Boeing is preparing to issue layoff notices to roughly 200 employees working on the Space Launch System (SLS) — the massive rocket central to NASA’s flagship Artemis program — as it braces for the possibility that its contracts with the space agency may not be renewed after they end in March.
Of the approximately 400 positions Boeing initially considered cutting by April “to align with revisions to the Artemis program and cost expectations,” the company managed to preserve half of the jobs after daily talks with NASA, Boeing’s Vice President and program manager for the SLS rocket, David Dutcher, notified employees in an email last week, according to Bloomberg.
The news of layoffs, first reported by Ars Technica on Feb. 7, comes as six space industry representatives advising President Donald Trump and Elon Musk say they want the duo to cancel the SLS program — or at least phase it out over several years, Reuters reported on Wednesday (Feb. 12).
The development of SLS, for which Boeing is the primary contractor, has cost $23.8 billion between its inception in 2011 and its first Artemis test flight that occurred in late 2022. The megarocket is neither reusable nor inexpensive: it can launch only once every two years and costs an estimated $4.1 billion per launch, making it effectively unaffordable for future Artemis missions.

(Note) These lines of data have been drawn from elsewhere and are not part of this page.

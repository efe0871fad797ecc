//! Error types for saved-filter rules.

use thiserror::Error;

/// A specialized Result type for filter rule operations.
pub type FilterResult<T> = Result<T, FilterError>;

/// Errors that can occur while reading a filter rule.
#[derive(Debug, Error)]
pub enum FilterError {
    /// The rule string is not valid JSON, or not shaped like a rule tree.
    #[error("invalid filter rule: {source}")]
    InvalidRule {
        /// The underlying JSON error.
        #[source]
        source: serde_json::Error,
    },
}

impl FilterError {
    /// Creates an invalid rule error.
    pub fn invalid_rule(source: serde_json::Error) -> Self {
        FilterError::InvalidRule { source }
    }
}
use ratatui::layout::Rect;
use ratatui::style::Style;
use ratatui::text::{Line, Span};
use ratatui::widgets::Paragraph;
use ratatui::Frame;

use super::View;
use crate::tui::state::Mode;
use crate::tui::theme::Theme;

const CURSOR: &str = "\u{258C}"; // ▌

/// Appends `hint` right-aligned if it fits.
fn push_hint<'a>(spans: &mut Vec<Span<'a>>, hint: String, width: usize, theme: &Theme) {
    let content_width: usize = spans.iter().map(|s| s.content.chars().count()).sum();
    let hint_width = hint.chars().count();
    if content_width + hint_width < width {
        let padding = width - content_width - hint_width;
        spans.push(Span::raw(" ".repeat(padding)));
        spans.push(Span::styled(hint, Style::default().fg(theme.muted)));
    }
}

fn prompt<'a>(text: String, theme: &Theme) -> Vec<Span<'a>> {
    vec![
        Span::styled(text, Style::default().fg(theme.title)),
        Span::styled(CURSOR, Style::default().fg(theme.accent)),
    ]
}

/// Render the status row (bottom of screen)
pub fn render_status_row(frame: &mut Frame, view: &View<'_>, area: Rect) {
    let theme = view.theme;
    let state = view.state;
    let width = area.width as usize;
    let selected_title = || {
        view.screen
            .selected_task(state)
            .map(|task| task.title.clone())
            .unwrap_or_default()
    };

    let mut spans: Vec<Span> = Vec::new();
    let hint = if state.is_search_editing() {
        spans = prompt(format!("/{}", state.search_query().unwrap_or_default()), theme);
        "Enter search  Esc cancel".to_string()
    } else {
        match state.mode {
            Mode::QuickAdd => {
                spans = prompt(format!("Add: {}", state.input), theme);
                "Enter add  Esc cancel".to_string()
            }
            Mode::ConfirmDelete => {
                spans.push(Span::styled(
                    format!("Delete \"{}\"? (y/n)", selected_title()),
                    Style::default().fg(theme.danger),
                ));
                String::new()
            }
            Mode::ConfirmComplete => {
                spans.push(Span::styled(
                    format!("Complete \"{}\"? (y/n)", selected_title()),
                    Style::default().fg(theme.success),
                ));
                String::new()
            }
            Mode::EditDetail => {
                let field = state.draft.as_ref().map(|d| d.field.label()).unwrap_or_default();
                spans.push(Span::styled(
                    format!("Editing {}", field.to_lowercase()),
                    Style::default().fg(theme.accent),
                ));
                "Tab next field  Enter save  Esc cancel".to_string()
            }
            Mode::Normal => {
                if let Some(message) = &state.status {
                    spans.push(Span::styled(
                        message.clone(),
                        Style::default().fg(theme.notice),
                    ));
                } else if let Some(query) = state.search_query() {
                    spans.push(Span::styled(
                        format!("/{query}"),
                        Style::default().fg(theme.muted),
                    ));
                }
                let mut right = format!("sort: {}", state.sort);
                if state.reversed {
                    right.push_str(" (reversed)");
                }
                if state.in_flight {
                    right.push_str("  Syncing…");
                }
                right
            }
        }
    };
    push_hint(&mut spans, hint, width, theme);

    frame.render_widget(Paragraph::new(Line::from(spans)), area);
}
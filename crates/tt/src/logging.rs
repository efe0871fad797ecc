//! Log file setup.
//!
//! The TUI owns the terminal, so log output goes to `ticktick-tui.log` in the
//! platform cache directory. `TICKTICK_LOG` takes an `EnvFilter` directive;
//! without it the level is `warn`, or `debug` with `--verbose`.

use std::fs::{self, File, OpenOptions};
use std::path::{Path, PathBuf};
use std::sync::Mutex;

use directories::ProjectDirs;
use tracing_subscriber::EnvFilter;

/// Environment variable holding the log filter directive.
pub const LOG_ENV: &str = "TICKTICK_LOG";

const LOG_FILENAME: &str = "ticktick-tui.log";

/// Returns the filter directive used when `TICKTICK_LOG` is unset.
fn default_level(verbose: bool) -> &'static str {
    if verbose {
        "debug"
    } else {
        "warn"
    }
}

/// Returns the log file path, creating its directory.
pub fn log_path() -> Option<PathBuf> {
    let dirs = ProjectDirs::from("com", "ticktick", "ticktick-tui")?;
    let dir = dirs.cache_dir();
    fs::create_dir_all(dir).ok()?;
    Some(dir.join(LOG_FILENAME))
}

fn open_log(path: &Path) -> Option<File> {
    OpenOptions::new().create(true).append(true).open(path).ok()
}

/// Installs the global subscriber.
///
/// Logging is best effort: if the file cannot be opened, or a subscriber is
/// already set, the program runs without one.
pub fn init(verbose: bool) -> Option<PathBuf> {
    let path = log_path()?;
    let file = open_log(&path)?;

    let filter = EnvFilter::try_from_env(LOG_ENV)
        .unwrap_or_else(|_| EnvFilter::new(default_level(verbose)));

    tracing_subscriber::fmt()
        .with_env_filter(filter)
        .with_writer(Mutex::new(file))
        .with_ansi(false)
        .with_target(true)
        .try_init()
        .ok()?;

    Some(path)
}
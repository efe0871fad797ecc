//! View state owned by the input controller.
//!
//! The renderer only reads a [`ViewState`]; every change goes through
//! [`super::input::transition`].

use ticktick_api_rs::models::{Task, TaskBody};
use ticktick_cache_rs::SortMode;

/// Which column has focus.
#[derive(Debug, Clone, Copy, PartialEq, Eq, Default)]
pub enum Column {
    #[default]
    Lists,
    Tasks,
    Detail,
}

impl Column {
    /// Moves focus left, stopping at the list column.
    pub fn left(self) -> Self {
        match self {
            Column::Lists | Column::Tasks => Column::Lists,
            Column::Detail => Column::Tasks,
        }
    }

    /// Moves focus right, stopping at the detail column.
    pub fn right(self) -> Self {
        match self {
            Column::Lists => Column::Tasks,
            Column::Tasks | Column::Detail => Column::Detail,
        }
    }
}

/// Modal state. Search is tracked separately in [`ViewState::search`].
#[derive(Debug, Clone, Copy, PartialEq, Eq, Default)]
pub enum Mode {
    #[default]
    Normal,
    QuickAdd,
    ConfirmDelete,
    ConfirmComplete,
    EditDetail,
}

/// An active search.
#[derive(Debug, Clone, PartialEq, Eq, Default)]
pub struct SearchState {
    pub query: String,
    /// True while keystrokes go to the query.
    pub editing: bool,
}

/// Field of the task detail editor.
#[derive(Debug, Clone, Copy, PartialEq, Eq)]
pub enum DetailField {
    Title,
    Tags,
    Content,
}

impl DetailField {
    pub const ALL: [DetailField; 3] = [DetailField::Title, DetailField::Tags, DetailField::Content];

    pub fn next(self) -> Self {
        match self {
            DetailField::Title => DetailField::Tags,
            DetailField::Tags => DetailField::Content,
            DetailField::Content => DetailField::Title,
        }
    }

    pub fn prev(self) -> Self {
        match self {
            DetailField::Title => DetailField::Content,
            DetailField::Tags => DetailField::Title,
            DetailField::Content => DetailField::Tags,
        }
    }

    pub fn is_last(self) -> bool {
        self == DetailField::Content
    }

    pub fn label(self) -> &'static str {
        match self {
            DetailField::Title => "Title",
            DetailField::Tags => "Tags",
            DetailField::Content => "Content",
        }
    }
}

/// Unsaved edits of one task.
#[derive(Debug, Clone, PartialEq)]
pub struct DetailDraft {
    pub task: Task,
    pub title: String,
    /// Space separated.
    pub tags: String,
    pub content: String,
    pub field: DetailField,
}

impl DetailDraft {
    pub fn from_task(task: &Task) -> Self {
        Self {
            task: task.clone(),
            title: task.title.clone(),
            tags: task.tags.join(" "),
            content: task.content.clone(),
            field: DetailField::Title,
        }
    }

    pub fn value(&self, field: DetailField) -> &str {
        match field {
            DetailField::Title => &self.title,
            DetailField::Tags => &self.tags,
            DetailField::Content => &self.content,
        }
    }

    /// Returns the buffer of the focused field.
    pub fn focused_mut(&mut self) -> &mut String {
        match self.field {
            DetailField::Title => &mut self.title,
            DetailField::Tags => &mut self.tags,
            DetailField::Content => &mut self.content,
        }
    }

    /// Builds the update request. Dates and zone are sent back unchanged.
    pub fn into_body(self) -> TaskBody {
        let tags = self
            .tags
            .split_whitespace()
            .map(|tag| tag.trim_start_matches('#').to_string())
            .filter(|tag| !tag.is_empty())
            .collect();
        TaskBody {
            title: Some(self.title.trim().to_string()),
            tags: Some(tags),
            content: Some(self.content),
            start_date: self.task.start_date.clone(),
            due_date: self.task.due_date.clone(),
            time_zone: (!self.task.time_zone.is_empty()).then(|| self.task.time_zone.clone()),
            is_all_day: self.task.is_all_day,
            ..TaskBody::for_task(&self.task)
        }
    }
}

/// Everything the controller tracks between keystrokes.
///
/// Selection is held as indices only. After a refresh the indices are
/// clamped against the new snapshot, never dereferenced blindly.
#[derive(Debug, Clone, PartialEq, Default)]
pub struct ViewState {
    pub column: Column,
    /// Index into the list column (inbox, projects, filters).
    pub list_index: usize,
    /// Index into the projected task rows.
    pub task_index: usize,
    pub search: Option<SearchState>,
    pub mode: Mode,
    /// Quick-add input buffer.
    pub input: String,
    pub draft: Option<DetailDraft>,
    pub sort: SortMode,
    pub reversed: bool,
    /// A remote call is outstanding; mutating keys are ignored.
    pub in_flight: bool,
    /// One-line message for the status row.
    pub status: Option<String>,
}

impl ViewState {
    pub fn new(sort: SortMode, reversed: bool) -> Self {
        Self {
            sort,
            reversed,
            ..Self::default()
        }
    }

    /// The query to project with, if a search is active.
    pub fn search_query(&self) -> Option<&str> {
        self.search.as_ref().map(|search| search.query.as_str())
    }

    pub fn is_search_editing(&self) -> bool {
        self.search.as_ref().is_some_and(|search| search.editing)
    }

    /// Keeps both indices inside the current lists.
    pub fn clamp(&mut self, list_count: usize, row_count: usize) {
        self.list_index = self.list_index.min(list_count.saturating_sub(1));
        self.task_index = self.task_index.min(row_count.saturating_sub(1));
    }
}

/// First visible row of a window of `window` rows that must show `selected`.
pub fn window_start(selected: usize, window: usize) -> usize {
    let window = window.max(1);
    if selected >= window {
        selected - window + 1
    } else {
        0
    }
}

/// Next index with wraparound. Empty lists stay at 0.
pub fn wrap_next(index: usize, len: usize) -> usize {
    if len == 0 {
        0
    } else {
        (index + 1) % len
    }
}

/// Previous index with wraparound. Empty lists stay at 0.
pub fn wrap_prev(index: usize, len: usize) -> usize {
    if len == 0 {
        0
    } else if index == 0 || index >= len {
        len - 1
    } else {
        index - 1
    }
}

#[cfg(test)]
mod tests {
    use super::*;
    use pretty_assertions::assert_eq;

    fn task() -> Task {
        serde_json::from_value(serde_json::json!({
            "id": "t1",
            "projectId": "p1",
            "title": "Buy milk",
            "content": "2 liters",
            "tags": ["home", "errand"],
            "startDate": "2025-05-21T04:00:00.000+0000",
            "timeZone": "America/Santiago",
            "isAllDay": true
        }))
        .unwrap()
    }

    #[test]
    fn test_window_start_keeps_selection_visible() {
        assert_eq!(window_start(0, 5), 0);
        assert_eq!(window_start(4, 5), 0);
        assert_eq!(window_start(5, 5), 1);
        assert_eq!(window_start(12, 5), 8);
        for k in 0..30 {
            for w in 1..8 {
                let start = window_start(k, w);
                assert!(start <= k && k < start + w, "k={k} w={w}");
            }
        }
    }

    #[test]
    fn test_window_start_zero_window() {
        assert_eq!(window_start(3, 0), 3);
    }

    #[test]
    fn test_wraparound() {
        assert_eq!(wrap_next(2, 3), 0);
        assert_eq!(wrap_next(0, 3), 1);
        assert_eq!(wrap_prev(0, 3), 2);
        assert_eq!(wrap_prev(2, 3), 1);
        assert_eq!(wrap_next(0, 0), 0);
        assert_eq!(wrap_prev(0, 0), 0);
    }

    #[test]
    fn test_column_moves_clamp() {
        assert_eq!(Column::Lists.left(), Column::Lists);
        assert_eq!(Column::Lists.right(), Column::Tasks);
        assert_eq!(Column::Detail.right(), Column::Detail);
        assert_eq!(Column::Detail.left(), Column::Tasks);
    }

    #[test]
    fn test_clamp_after_shrink() {
        let mut state = ViewState {
            list_index: 7,
            task_index: 9,
            ..ViewState::default()
        };
        state.clamp(3, 2);
        assert_eq!((state.list_index, state.task_index), (2, 1));

        state.clamp(0, 0);
        assert_eq!((state.list_index, state.task_index), (0, 0));
    }

    #[test]
    fn test_detail_field_cycle() {
        for field in DetailField::ALL {
            assert_eq!(field.next().prev(), field);
        }
        assert!(DetailField::Content.is_last());
        assert_eq!(DetailField::Content.next(), DetailField::Title);
    }

    #[test]
    fn test_draft_into_body_keeps_dates() {
        let mut draft = DetailDraft::from_task(&task());
        assert_eq!(draft.tags, "home errand");

        draft.title = " Buy oat milk ".to_string();
        draft.tags = "#home  shop".to_string();
        let body = draft.into_body();

        assert_eq!(body.id.as_deref(), Some("t1"));
        assert_eq!(body.project_id.as_deref(), Some("p1"));
        assert_eq!(body.title.as_deref(), Some("Buy oat milk"));
        assert_eq!(body.tags, Some(vec!["home".to_string(), "shop".to_string()]));
        assert_eq!(body.content.as_deref(), Some("2 liters"));
        assert_eq!(body.start_date.as_deref(), Some("2025-05-21T04:00:00.000+0000"));
        assert_eq!(body.time_zone.as_deref(), Some("America/Santiago"));
        assert_eq!(body.is_all_day, Some(true));
    }
}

Critics often argue Musk’s SpaceX could accomplish missions to the moon at lower costs with its reusable Starship vehicle, which is undergoing test flights in preparation for the Artemis 3 crewed mission, currently scheduled for 2027. Historically, however, SLS and Orion spacecraft development has received substantial funding from a broad coalition; the program supports more than 69,000 jobs nationwide as of 2019.
But critics contends that the rocket’s costs and slow pace of development mean it should go the way of the space shuttle. “Regarding space, the Artemis architecture is extremely inefficient, as it is a jobs-maximizing program, not a results-maximizing program,” Musk wrote in a post on X on Dec. 25. “Something entirely new is needed.”
NASA itself has not yet officially noted any changes to its Artemis program. At the SpaceCom conference in Florida last month, Kirk Shireman, who is the Orion program manager at Lockheed Martin, said NASA’s current approach to Artemis remains effective despite criticism regarding costs and delays, according to a report by SpaceNews.
“What we need to do is tell the people in the new administration and anyone we can talk to this about is, hey, the fastest way to get humans back on the moon is to stay the course,” Shireman said, according to SpaceNews.
“Things take a long time to build and certify and, if you throw them away every four years and start over, that’s probably the slowest and most expensive thing we could do.”